Historical population
| Census | Pop. | Note | %± |
| 1880 | 222 |  | — |
| 1890 | 207 |  | −6.8% |
| 1900 | 236 |  | 14.0% |
| 1910 | 191 |  | −19.1% |
| 1920 | 132 |  | −30.9% |
| 1930 | 158 |  | 19.7% |
| 1940 | 197 |  | 24.7% |
| 1950 | 180 |  | −8.6% |
| 1960 | 196 |  | 8.9% |
| 1970 | 215 |  | 9.7% |
| 1980 | 205 |  | −4.7% |
| 1990 | 171 |  | −16.6% |
| 2000 | 78 |  | −54.4% |
| 2010 | 174 |  | 123.1% |
| 2020 | 131 |  | −24.7% |
U.S. Decennial Census

===2010 census===
As of the census of 2010, there were 174 people, 64 households, and 43 families living in the village. The population density was 669.2 PD/sqmi. There were 70 housing units at an average density of 269.2 /sqmi. The racial makeup of the village was 96.0% White, 0.6% from other races, and 3.4% from two or more races. Hispanic or Latino of any race were 1.7% of the population.

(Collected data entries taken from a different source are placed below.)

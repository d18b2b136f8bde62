//! Application settings structs, defaults and TOML persistence.
//!
//! All structs implement `Serialize`, `Deserialize`, `Default` and `Clone`
//! so they can be round-tripped through TOML files and shared across threads.
//! Every table is `#[serde(default)]`, so a `settings.toml` that sets only
//! one key still loads.

use std::path::{Path, PathBuf};
use std::time::Duration;

use anyhow::Result;
use serde::{Deserialize, Serialize};

use super::AppPaths;
use crate::analysis::PitchEstimator;

// ---------------------------------------------------------------------------
// AudioConfig
// ---------------------------------------------------------------------------

/// Microphone selection.
#[derive(Debug, Clone, Default, PartialEq, Serialize, Deserialize)]
#[serde(default)]
pub struct AudioConfig {
    /// Audio input device name; `None` means the system default.
    pub input_device: Option<String>,
}

// ---------------------------------------------------------------------------
// BreathConfig
// ---------------------------------------------------------------------------

/// Timing of the sustained-breath exercise.
#[derive(Debug, Clone, PartialEq, Serialize, Deserialize)]
#[serde(default)]
pub struct BreathConfig {
    /// Length of one session in seconds.
    pub duration_secs: u32,
    /// Metering period in milliseconds; each sustained sample adds this
    /// much to the current run.
    pub fast_tick_ms: u64,
    /// Countdown period in milliseconds.
    pub slow_tick_ms: u64,
}

impl Default for BreathConfig {
    fn default() -> Self {
        Self {
            duration_secs: 60,
            fast_tick_ms: 100,
            slow_tick_ms: 1_000,
        }
    }
}

impl BreathConfig {
    pub fn fast_tick(&self) -> Duration {
        Duration::from_millis(self.fast_tick_ms.max(1))
    }

    pub fn slow_tick(&self) -> Duration {
        Duration::from_millis(self.slow_tick_ms.max(1))
    }
}

// ---------------------------------------------------------------------------
// PitchConfig
// ---------------------------------------------------------------------------

/// Frequency range in which a zero-crossing estimate is trusted.
#[derive(Debug, Clone, PartialEq, Serialize, Deserialize)]
#[serde(default)]
pub struct PitchConfig {
    pub min_hz: f32,
    pub max_hz: f32,
}

impl Default for PitchConfig {
    fn default() -> Self {
        let estimator = PitchEstimator::default();
        Self {
            min_hz: estimator.min_hz,
            max_hz: estimator.max_hz,
        }
    }
}

impl PitchConfig {
    pub fn estimator(&self) -> PitchEstimator {
        PitchEstimator::new(self.min_hz, self.max_hz)
    }
}

// ---------------------------------------------------------------------------
// HistoryConfig
// ---------------------------------------------------------------------------

#[derive(Debug, Clone, Default, PartialEq, Serialize, Deserialize)]
#[serde(default)]
pub struct HistoryConfig {
    /// Override for the history file; `None` uses
    /// [`AppPaths::history_file`].
    pub file: Option<PathBuf>,
}

impl HistoryConfig {
    pub fn resolve_file(&self, paths: &AppPaths) -> PathBuf {
        self.file
            .clone()
            .unwrap_or_else(|| paths.history_file.clone())
    }
}

// ---------------------------------------------------------------------------
// AppConfig  (top-level)
// ---------------------------------------------------------------------------

/// Top-level application configuration, serialised as `settings.toml`.
///
/// # Persistence
///
/// ```rust,no_run
/// use vocal_trainer::config::AppConfig;
///
/// // Load (returns Default when file is missing)
/// let config = AppConfig::load().unwrap();
///
/// // Modify and save
/// // config.save().unwrap();
/// ```
#[derive(Debug, Clone, Default, PartialEq, Serialize, Deserialize)]
#[serde(default)]
pub struct AppConfig {
    pub audio: AudioConfig,
    pub breath: BreathConfig,
    pub pitch: PitchConfig,
    pub history: HistoryConfig,
}

impl AppConfig {
    /// Load configuration from the platform-appropriate `settings.toml`.
    ///
    /// Returns `Ok(AppConfig::default())` when the file does not exist yet
    /// (first-run scenario) so callers never need to special-case a missing
    /// file.
    pub fn load() -> Result<Self> {
        Self::load_from(&AppPaths::new().settings_file)
    }

    /// Load from an explicit path (useful for tests).
    pub fn load_from(path: &Path) -> Result<Self> {
        if !path.exists() {
            return Ok(Self::default());
        }
        let content = std::fs::read_to_string(path)?;
        let config: Self = toml::from_str(&content)?;
        Ok(config)
    }

    /// Save configuration to the platform-appropriate `settings.toml`,
    /// creating parent directories as needed.
    pub fn save(&self) -> Result<()> {
        self.save_to(&AppPaths::new().settings_file)
    }

    /// Save to an explicit path (useful for tests).
    pub fn save_to(&self, path: &Path) -> Result<()> {
        if let Some(parent) = path.parent() {
            std::fs::create_dir_all(parent)?;
        }
        let content = toml::to_string_pretty(self)?;
        std::fs::write(path, content)?;
        Ok(())
    }
}

// ---------------------------------------------------------------------------
// Tests
// ---------------------------------------------------------------------------
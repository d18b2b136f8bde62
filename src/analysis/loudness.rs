//! Loudness metering: decibel power → display level + sustained-tone flag.
//!
//! | Input (dBFS)        | `normalized_level` | `is_sustained` |
//! |---------------------|--------------------|----------------|
//! | `-160` (silence)    | `0.2` (floor)      | `false`        |
//! | `-45`               | `0.375`            | `false`        |
//! | `-30`               | `0.75`             | `true`         |
//! | `-20`               | `1.0`              | `true`         |
//! | `-2` and louder     | `≥ 1.45`           | `false`        |
//!
//! The sustained band deliberately excludes both near-silence (capture noise)
//! and near-full-scale input (clipping), so neither accrues breath time.

/// Lowest level reported for display.
pub const LEVEL_FLOOR: f32 = 0.2;

/// Power reported for silence or an empty buffer.
pub const SILENCE_DB: f32 = -160.0;

/// Exclusive bounds of the sustained-tone band in dBFS.
const SUSTAIN_MIN_DB: f32 = -45.0;
const SUSTAIN_MAX_DB: f32 = -2.0;

/// One metering sample, classified.
#[derive(Debug, Clone, Copy, PartialEq)]
pub struct LoudnessReading {
    /// Display level, never below [`LEVEL_FLOOR`].
    pub level: f32,
    /// `true` when the input is inside the sustained-tone band.
    pub sustained: bool,
}

/// Map a decibel power reading onto a display level.
///
/// `-60 dB → 0.0` and `-20 dB → 1.0` linearly, then floored at
/// [`LEVEL_FLOOR`].  There is no upper clamp.  `NaN` maps to the floor.
pub fn normalized_level(power_db: f32) -> f32 {
    ((power_db + 60.0) / 40.0).max(LEVEL_FLOOR)
}

/// `true` iff `-45 < power_db < -2`.
pub fn is_sustained(power_db: f32) -> bool {
    power_db > SUSTAIN_MIN_DB && power_db < SUSTAIN_MAX_DB
}

pub fn measure(power_db: f32) -> LoudnessReading {
    LoudnessReading {
        level: normalized_level(power_db),
        sustained: is_sustained(power_db),
    }
}

/// RMS power of `samples` in dBFS, floored at [`SILENCE_DB`].
pub fn average_power_db(samples: &[f32]) -> f32 {
    if samples.is_empty() {
        return SILENCE_DB;
    }
    let mean_sq: f32 = samples.iter().map(|s| s * s).sum::<f32>() / samples.len() as f32;
    let rms = mean_sq.sqrt();
    if rms <= 0.0 || !rms.is_finite() {
        return SILENCE_DB;
    }
    (20.0 * rms.log10()).max(SILENCE_DB)
}

// ---------------------------------------------------------------------------
// Tests
// ---------------------------------------------------------------------------

#[cfg(test)]
mod tests {
    use super::*;

    #[test]
    fn level_never_below_floor_and_monotonic() {
        let mut previous = f32::NEG_INFINITY;
        let mut db = -200.0_f32;
        while db <= 10.0 {
            let level = normalized_level(db);
            assert!(level >= LEVEL_FLOOR, "level({db}) = {level}");
            assert!(level >= previous, "not monotonic at {db}");
            previous = level;
            db += 0.25;
        }
    }

    #[test]
    fn level_anchor_points() {
        assert_eq!(normalized_level(-160.0), LEVEL_FLOOR);
        assert_eq!(normalized_level(-60.0), LEVEL_FLOOR);
        assert!((normalized_level(-20.0) - 1.0).abs() < 1e-6);
        assert!((normalized_level(-40.0) - 0.5).abs() < 1e-6);
        // No upper clamp.
        assert!((normalized_level(0.0) - 1.5).abs() < 1e-6);
    }

    #[test]
    fn nan_level_is_floor() {
        assert_eq!(normalized_level(f32::NAN), LEVEL_FLOOR);
        assert!(!is_sustained(f32::NAN));
    }

    #[test]
    fn sustained_band_is_exclusive() {
        assert!(!is_sustained(-45.0));
        assert!(!is_sustained(-2.0));
        assert!(!is_sustained(-46.0));
        assert!(!is_sustained(-1.0));
        assert!(!is_sustained(-160.0));
        assert!(is_sustained(-44.9));
        assert!(is_sustained(-30.0));
        assert!(is_sustained(-2.1));
    }

    #[test]
    fn measure_combines_both() {
        let reading = measure(-30.0);
        assert!(reading.sustained);
        assert!((reading.level - 0.75).abs() < 1e-6);

        let silent = measure(SILENCE_DB);
        assert!(!silent.sustained);
        assert_eq!(silent.level, LEVEL_FLOOR);
    }

    #[test]
    fn power_of_silence_and_empty() {
        assert_eq!(average_power_db(&[]), SILENCE_DB);
        assert_eq!(average_power_db(&[0.0; 256]), SILENCE_DB);
    }

    #[test]
    fn power_of_full_scale_is_zero_db() {
        let db = average_power_db(&[1.0, -1.0, 1.0, -1.0]);
        assert!(db.abs() < 1e-4, "db = {db}");
    }

    #[test]
    fn power_of_tenth_scale_is_minus_twenty() {
        let db = average_power_db(&[0.1_f32; 512]);
        assert!((db + 20.0).abs() < 1e-3, "db = {db}");
        assert!(is_sustained(db));
    }
}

There were 64 households, of which 37.5% had children under the age of 18 living with them, 35.9% were married couples living together, 23.4% had a female householder with no husband present, 7.8% had a male householder with no wife present, and 32.8% were non-families. 31.3% of all households were made up of individuals, and 12.5% had someone living alone who was 65 years of age or older. The average household size was 2.72 and the average family size was 3.37.

The median age in the village was 32 years. 31% of residents were under the age of 18; 9.2% were between the ages of 18 and 24; 25.3% were from 25 to 44; 24.6% were from 45 to 64; and 9.8% were 65 years of age or older. The gender makeup of the village was 43.7% male and 56.3% female.

===2000 census===
As of the census of 2000, there were 78 people, 25 households, and 22 families living in the village. The population density was 300.5 PD/sqmi. There were 28 housing units at an average density of 107.9 /sqmi. The racial makeup of the village was 100.00% White.

There were 25 households, out of which 44.0% had children under the age of 18 living with them, 72.0% were married couples living together, 12.0% had a female householder with no husband present, and 12.0% were non-families. 12.0% of all households were made up of individuals, and 4.0% had someone living alone who was 65 years of age or older. The average household size was 3.12 and the average family size was 3.18.

In the village, the population was spread out, with 35.9% under the age of 18, 5.1% from 18 to 24, 28.2% from 25 to 44, 15.4% from 45 to 64, and 15.4% who were 65 years of age or older. The median age was 31 years. For every 100 females there were 100.0 males. For every 100 females age 18 and over, there were 100.0 males.

The median income for a household in the village was $50,625, and the median income for a family was $51,875. Males had a median income of $41,250 versus $28,750 for females. The per capita income for the village was $12,578. There were 4.5% of families and 10.1% of the population living below the poverty line, including 2.6% of under eighteens and none of those over 64.

==Education==
It is in the Elmwood Local School District.